[Intel-gfx] [RFC 6/8] drm/i915: Routines for inserting OA capture commands in the ringbuffer
sourab.gupta at intel.com
sourab.gupta at intel.com
Mon Jun 22 02:50:17 PDT 2015
From: Sourab Gupta <sourab.gupta at intel.com>
This patch introduces the routines which insert commands for capturing OA
snapshots, into the ringbuffer for RCS engine.
The command MI_REPORT_PERF_COUNT can be used to capture snapshots of OA
counters. The routines introduced in this patch can be called to insert these
commands at appropriate points during workload submission
Signed-off-by: Sourab Gupta <sourab.gupta at intel.com>
---
drivers/gpu/drm/i915/i915_dma.c | 1 +
drivers/gpu/drm/i915/i915_drv.h | 3 ++
drivers/gpu/drm/i915/i915_oa_perf.c | 86 +++++++++++++++++++++++++++++++++++++
3 files changed, 90 insertions(+)
diff --git a/drivers/gpu/drm/i915/i915_dma.c b/drivers/gpu/drm/i915/i915_dma.c
index 0553f20..f12feaa 100644
--- a/drivers/gpu/drm/i915/i915_dma.c
+++ b/drivers/gpu/drm/i915/i915_dma.c
@@ -821,6 +821,7 @@ int i915_driver_load(struct drm_device *dev, unsigned long flags)

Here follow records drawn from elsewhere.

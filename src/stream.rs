use std::{
    io,
    pin::Pin,
    task::{
        Context,
        Poll,
    },
    thread,
};

use crossbeam_channel::Receiver;
use futures_core::Stream;
use tokio::sync::mpsc;
use tracing::trace;

use crate::dispatch::Notification;
use crate::error::Result;
use crate::events::Event;


/// Stream of inotify events
///
/// Allows for streaming events returned by [`Inotify::event_stream`]. The
/// stream ends after a fatal error, or after the channel was closed and all
/// buffered events were yielded.
///
/// [`Inotify::event_stream`]: crate::Inotify::event_stream
#[derive(Debug)]
pub struct EventStream {
    rx: mpsc::UnboundedReceiver<Notification>,
}

impl EventStream {
    /// Forwards the event queue into a stream from a dedicated thread
    ///
    /// The thread is detached. It ends with the queue, or when the stream is
    /// dropped.
    pub(crate) fn spawn(queue: Receiver<Notification>, name: String)
        -> io::Result<Self>
    {
        let (tx, rx) = mpsc::unbounded_channel();

        thread::Builder::new()
            .name(name)
            .spawn(move || {
                for notification in queue {
                    if tx.send(notification).is_err() {
                        trace!("event stream dropped, stopping dispatch thread");
                        return;
                    }
                }
            })?;

        Ok(EventStream { rx })
    }
}

impl Stream for EventStream {
    type Item = Result<Event>;

    fn poll_next(mut self: Pin<&mut Self>, cx: &mut Context<'_>)
        -> Poll<Option<Self::Item>>
    {
        self.rx.poll_recv(cx)
    }
}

/* Must at least be registered before trying to pin any context
* otherwise i915_oa_context_pin_notify() will lock an un-initialized
* spinlock, upsetting lockdep checks */
+ INIT_LIST_HEAD(&dev_priv->profile_cmd);
i915_oa_pmu_register(dev);
intel_pm_setup(dev);
diff --git a/drivers/gpu/drm/i915/i915_drv.h b/drivers/gpu/drm/i915/i915_drv.h
index 5453842..798da49 100644
--- a/drivers/gpu/drm/i915/i915_drv.h
+++ b/drivers/gpu/drm/i915/i915_drv.h
@@ -1982,6 +1982,8 @@ struct drm_i915_private {
struct work_struct work_event_stop;
struct completion complete;
} oa_pmu;
+
+ struct list_head profile_cmd;
#endif
/* Abstract the submission mechanism (legacy ringbuffer or execlists) away */
@@ -3162,6 +3164,7 @@ void i915_oa_context_pin_notify(struct drm_i915_private *dev_priv,
struct intel_context *context);
void i915_oa_context_unpin_notify(struct drm_i915_private *dev_priv,
struct intel_context *context);
+void i915_insert_profiling_cmd(struct intel_ringbuffer *ringbuf, u32 ctx_id);
#else
static inline void
i915_oa_context_pin_notify(struct drm_i915_private *dev_priv,
diff --git a/drivers/gpu/drm/i915/i915_oa_perf.c b/drivers/gpu/drm/i915/i915_oa_perf.c
index 5d63dab..b02850c 100644
--- a/drivers/gpu/drm/i915/i915_oa_perf.c
+++ b/drivers/gpu/drm/i915/i915_oa_perf.c
@@ -25,6 +25,76 @@ static int hsw_perf_format_sizes[] = {
64 /* C4_B8_HSW */
};
+struct drm_i915_insert_cmd {
+ struct list_head list;
+ void (*insert_cmd)(struct intel_ringbuffer *ringbuf, u32 ctx_id);
+};
+
+void i915_insert_profiling_cmd(struct intel_ringbuffer *ringbuf, u32 ctx_id)
+{
+ struct intel_engine_cs *ring = ringbuf->ring;
+ struct drm_i915_private *dev_priv = ring->dev->dev_private;
+ struct drm_i915_insert_cmd *entry;
+
+ list_for_each_entry(entry, &dev_priv->profile_cmd, list)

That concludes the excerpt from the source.